Sinister and sickeningly real, Little Darlings is fairy tale-inflected horror that explores postpartum depression. This new psychological thriller is a modern reimagining of a changeling story, with consequences that touch both the magical world and our own.
Birth is a nightmare, but Lauren Tranter’s is a true horror. She delivers two healthy twins after an unbelievably hard labor. Her husband leaves her by herself in the hospital with the twins, where she struggles to breastfeed and care for the babies. The nights are the hardest, and she’s not alone.
One night, an apparition visits Lauren: a filthy woman with a black tongue who smells like a cold riverbank. The stranger offers to trade one of her twins, hidden in “rags, a nest of grey swaddling,” for one of Lauren’s. Nobody will know. And, the woman says, she is owed.
From that moment, Lauren loses her grip on reality. Even police detective Joanna Harper, who begins following Lauren after she reports the “intruder,” can’t understand why the new mother’s behavior is so unpredictable. Lauren, driven by her instincts, does battle with the fairy world—but she’s on her own, and when she becomes convinced that one or both of her babies has been taken as changelings, all bets are off.

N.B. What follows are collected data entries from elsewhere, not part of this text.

use anyhow::{Context, Result};
use async_trait::async_trait;
use chrono::{DateTime, Utc};
use std::collections::HashMap;
use std::path::Path;
use std::sync::RwLock;
use tracing::info;

use crate::models::{PriceSample, PriceSeries};
use crate::prices::PriceHistoryProvider;

/// Replays pre-loaded samples per symbol. Only samples inside the requested
/// window are returned, so a growing dataset simulates a forward walk.
#[derive(Default)]
pub struct HistoricalPrices {
    data: RwLock<HashMap<String, PriceSeries>>,
}

impl HistoricalPrices {
    pub fn new() -> Self {
        Self::default()
    }

    /// Load every `<SYMBOL>.json` file (a JSON array of samples) in `dir`.
    pub fn from_dir(dir: &str) -> Result<Self> {
        let prices = Self::new();
        let entries =
            std::fs::read_dir(dir).with_context(|| format!("Failed to read price dir {}", dir))?;

        for entry in entries {
            let path = entry?.path();
            if path.extension().and_then(|e| e.to_str()) != Some("json") {
                continue;
            }
            let symbol = match path.file_stem().and_then(|s| s.to_str()) {
                Some(s) => s.to_uppercase(),
                None => continue,
            };
            let samples = read_samples(&path)?;
            info!("Loaded {} samples for {} from {}", samples.len(), symbol, path.display());
            prices.load(&symbol, samples);
        }
        Ok(prices)
    }

    /// Replace the samples for `symbol`.
    pub fn load(&self, symbol: &str, samples: Vec<PriceSample>) {
        let mut data = self.data.write().unwrap_or_else(|e| e.into_inner());
        data.insert(symbol.to_uppercase(), PriceSeries::new(samples));
    }

    /// Add samples to whatever is already loaded for `symbol`.
    pub fn append(&self, symbol: &str, samples: Vec<PriceSample>) {
        let mut data = self.data.write().unwrap_or_else(|e| e.into_inner());
        let series = data.entry(symbol.to_uppercase()).or_default();
        for sample in samples {
            series.push(sample);
        }
    }

    pub fn symbols(&self) -> Vec<String> {
        let data = self.data.read().unwrap_or_else(|e| e.into_inner());
        let mut symbols: Vec<String> = data.keys().cloned().collect();
        symbols.sort();
        symbols
    }

    fn visible(&self, symbol: &str, from: DateTime<Utc>, to: DateTime<Utc>) -> PriceSeries {
        let data = self.data.read().unwrap_or_else(|e| e.into_inner());
        data.get(&symbol.to_uppercase())
            .map(|s| s.within(from, to))
            .unwrap_or_default()
    }
}

fn read_samples(path: &Path) -> Result<Vec<PriceSample>> {
    let content = std::fs::read_to_string(path)?;
    serde_json::from_str(&content).with_context(|| format!("Bad price file {}", path.display()))
}

#[async_trait]
impl PriceHistoryProvider for HistoricalPrices {
    fn name(&self) -> &str {
        "historical"
    }

    async fn get_prices(
        &self,
        symbol: &str,
        from: DateTime<Utc>,
        to: DateTime<Utc>,
    ) -> crate::error::Result<PriceSeries> {
        Ok(self.visible(symbol, from, to))
    }
}

#[cfg(test)]
mod tests {
    use super::*;
    use crate::test_helpers::{base_time, make_ticks};
    use chrono::Duration;

    #[tokio::test]
    async fn returns_only_the_requested_window() {
        let prices = HistoricalPrices::new();
        prices.load("btc", make_ticks(&[1.0, 2.0, 3.0, 4.0]).into_iter().collect());
        let t = base_time();
        let got = prices
            .get_prices("BTC", t + Duration::minutes(1), t + Duration::minutes(2))
            .await
            .unwrap();
        assert_eq!(got.len(), 2);
    }

    #[tokio::test]
    async fn unknown_symbol_is_empty_not_an_error() {
        let prices = HistoricalPrices::new();
        let t = base_time();
        let got = prices
            .get_prices("DOGE", t, t + Duration::hours(1))
            .await
            .unwrap();
        assert!(got.is_empty());
    }

    #[test]
    fn append_extends_series() {
        let prices = HistoricalPrices::new();
        prices.load("ETH", make_ticks(&[1.0, 2.0]).into_iter().collect());
        prices.append(
            "ETH",
            vec![PriceSample::tick(base_time() + Duration::minutes(5), 3.0)],
        );
        assert_eq!(prices.visible("ETH", base_time(), base_time() + Duration::hours(1)).len(), 3);
        assert_eq!(prices.symbols(), vec!["ETH".to_string()]);
    }

    #[test]
    fn from_dir_reads_symbol_files() {
        let dir = std::env::temp_dir().join(format!("signal_prices_{}", std::process::id()));
        std::fs::create_dir_all(&dir).unwrap();
        let samples: Vec<PriceSample> = make_ticks(&[10.0, 11.0]).into_iter().collect();
        std::fs::write(dir.join("sol.json"), serde_json::to_string(&samples).unwrap()).unwrap();

        let prices = HistoricalPrices::from_dir(dir.to_str().unwrap()).unwrap();
        assert_eq!(prices.symbols(), vec!["SOL".to_string()]);
        let _ = std::fs::remove_dir_all(&dir);
    }
}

Little Darlings is full of stomach-turning moments that touch on our deepest, most instinctive fears and fairy tales. Tense, spooky scenes arise from everyday materials. Lauren’s perspective, in particular, is blurry and self-aware. She doubts her sanity and doesn’t understand why she can’t seem to bond with her twins. She’s exhausted, worn down by an endless “long night of lifting and swiveling and feeding … cracking and bleeding and drying out only to be thrust into the hard, wet vice of her baby’s latch.” The vivid, visceral descriptions of early motherhood are realistic, which makes the novel’s fairy tale elements even more believable.
Mothers who don’t adore their babies are monstrous. In Little Darlings, Lauren fears that she’s become the worst monster of all.